## Problem statement
Set the listing down again, exactly as it stands below.
•••••
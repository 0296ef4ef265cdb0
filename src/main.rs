use anyhow::{Context, Result};
use skylists::bsky::rest::BskyRest;
use skylists::bsky::{self, GraphApi};
use skylists::config::Config;
use skylists::{lists, tui, Error};
use std::path::PathBuf;
use tracing_subscriber::EnvFilter;

struct Args {
    config: PathBuf,
    dump: bool,
}

fn parse_args() -> Result<Args> {
    let mut args = Args {
        config: PathBuf::from("config.toml"),
        dump: false,
    };
    let mut iter = std::env::args().skip(1);
    while let Some(arg) = iter.next() {
        match arg.as_str() {
            "--dump" => args.dump = true,
            "--config" => {
                let path = iter.next().context("--config needs a path")?;
                args.config = PathBuf::from(path);
            }
            other => anyhow::bail!("unknown argument: {} (expected --config <path> or --dump)", other),
        }
    }
    Ok(args)
}

#[tokio::main]
async fn main() -> Result<()> {
    let log_file = std::fs::File::create("skylists.log")?;
    tracing_subscriber::fmt()
        .with_env_filter(
            EnvFilter::try_from_default_env().unwrap_or_else(|_| EnvFilter::new("skylists=info")),
        )
        .with_writer(log_file)
        .with_ansi(false)
        .init();

    let args = parse_args()?;
    let config = Config::load(&args.config)?;

    // Load saved handle from .env (real env vars take precedence)
    Config::load_env_file();

    println!();
    println!("  Skylists v{}", env!("CARGO_PKG_VERSION"));
    println!("  Sort your follows into lists, quickly.");
    println!();

    let handle = Config::bsky_handle()?;
    let password = Config::bsky_app_password()?;

    let rest = BskyRest::new(&config.bsky.service, config.bsky.request_timeout())
        .context("failed to build HTTP client")?;
    let api: &dyn GraphApi = &rest;

    println!("  Logging in...");
    let mut session = match bsky::login(api, &handle, &password).await {
        Ok(s) => s,
        Err(Error::InvalidInput(msg)) => anyhow::bail!("{}", msg),
        Err(e) => {
            tracing::error!(error = %e, "login failed");
            eprintln!("  Could not log in. Check your handle and password.");
            return Err(e.into());
        }
    };
    drop(password);

    println!("  Fetching your lists & follows");
    let mut data = match lists::load_snapshot(api, &session).await {
        Ok(d) => d,
        Err(e) => {
            tracing::error!(error = %e, "initial fetch failed");
            eprintln!("  Could not fetch your follows.");
            return Err(e.into());
        }
    };
    tracing::info!(
        profiles = data.profiles.len(),
        lists = data.lists.len(),
        "snapshot ready"
    );

    if args.dump {
        println!("{}", serde_json::to_string_pretty(&data)?);
        return Ok(());
    }

    tui::run_tui(api, &mut session, &mut data, config.ui.batch_size).await?;

    tracing::debug!("shutting down");
    Ok(())
}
•••••
## Written response
repository 0296ef4ef265cdb0
filename src/main.rs
use anyhow::{Context, Result};
use skylists::bsky::rest::BskyRest;
use skylists::bsky::{self, GraphApi};
use skylists::config::Config;
use skylists::{lists, tui, Error};
use std::path::PathBuf;
use tracing_subscriber::EnvFilter;

struct Args {
    config: PathBuf,
    dump: bool,
}

fn parse_args() -> Result<Args> {
    let mut args = Args {
        config: PathBuf::from("config.toml"),
        dump: false,
    };
    let mut iter = std::env::args().skip(1);
    while let Some(arg) = iter.next() {
        match arg.as_str() {
            "--dump" => args.dump = true,
            "--config" => {
                let path = iter.next().context("--config needs a path")?;
                args.config = PathBuf::from(path);
            }
            other => anyhow::bail!("unknown argument: {} (expected --config <path> or --dump)", other),
        }
    }
    Ok(args)
}

#[tokio::main]
async fn main() -> Result<()> {
    let log_file = std::fs::File::create("skylists.log")?;
    tracing_subscriber::fmt()
        .with_env_filter(
            EnvFilter::try_from_default_env().unwrap_or_else(|_| EnvFilter::new("skylists=info")),
        )
        .with_writer(log_file)
        .with_ansi(false)
        .init();

    let args = parse_args()?;
    let config = Config::load(&args.config)?;

    // Load saved handle from .env (real env vars take precedence)
    Config::load_env_file();

    println!();
    println!("  Skylists v{}", env!("CARGO_PKG_VERSION"));
    println!("  Sort your follows into lists, quickly.");
    println!();

    let handle = Config::bsky_handle()?;
    let password = Config::bsky_app_password()?;

    let rest = BskyRest::new(&config.bsky.service, config.bsky.request_timeout())
        .context("failed to build HTTP client")?;
    let api: &dyn GraphApi = &rest;

    println!("  Logging in...");
    let mut session = match bsky::login(api, &handle, &password).await {
        Ok(s) => s,
        Err(Error::InvalidInput(msg)) => anyhow::bail!("{}", msg),
        Err(e) => {
            tracing::error!(error = %e, "login failed");
            eprintln!("  Could not log in. Check your handle and password.");
            return Err(e.into());
        }
    };
    drop(password);

    println!("  Fetching your lists & follows");
    let mut data = match lists::load_snapshot(api, &session).await {
        Ok(d) => d,
        Err(e) => {
            tracing::error!(error = %e, "initial fetch failed");
            eprintln!("  Could not fetch your follows.");
            return Err(e.into());
        }
    };
    tracing::info!(
        profiles = data.profiles.len(),
        lists = data.lists.len(),
        "snapshot ready"
    );

    if args.dump {
        println!("{}", serde_json::to_string_pretty(&data)?);
        return Ok(());
    }

    tui::run_tui(api, &mut session, &mut data, config.ui.batch_size).await?;

    tracing::debug!("shutting down");
    Ok(())
}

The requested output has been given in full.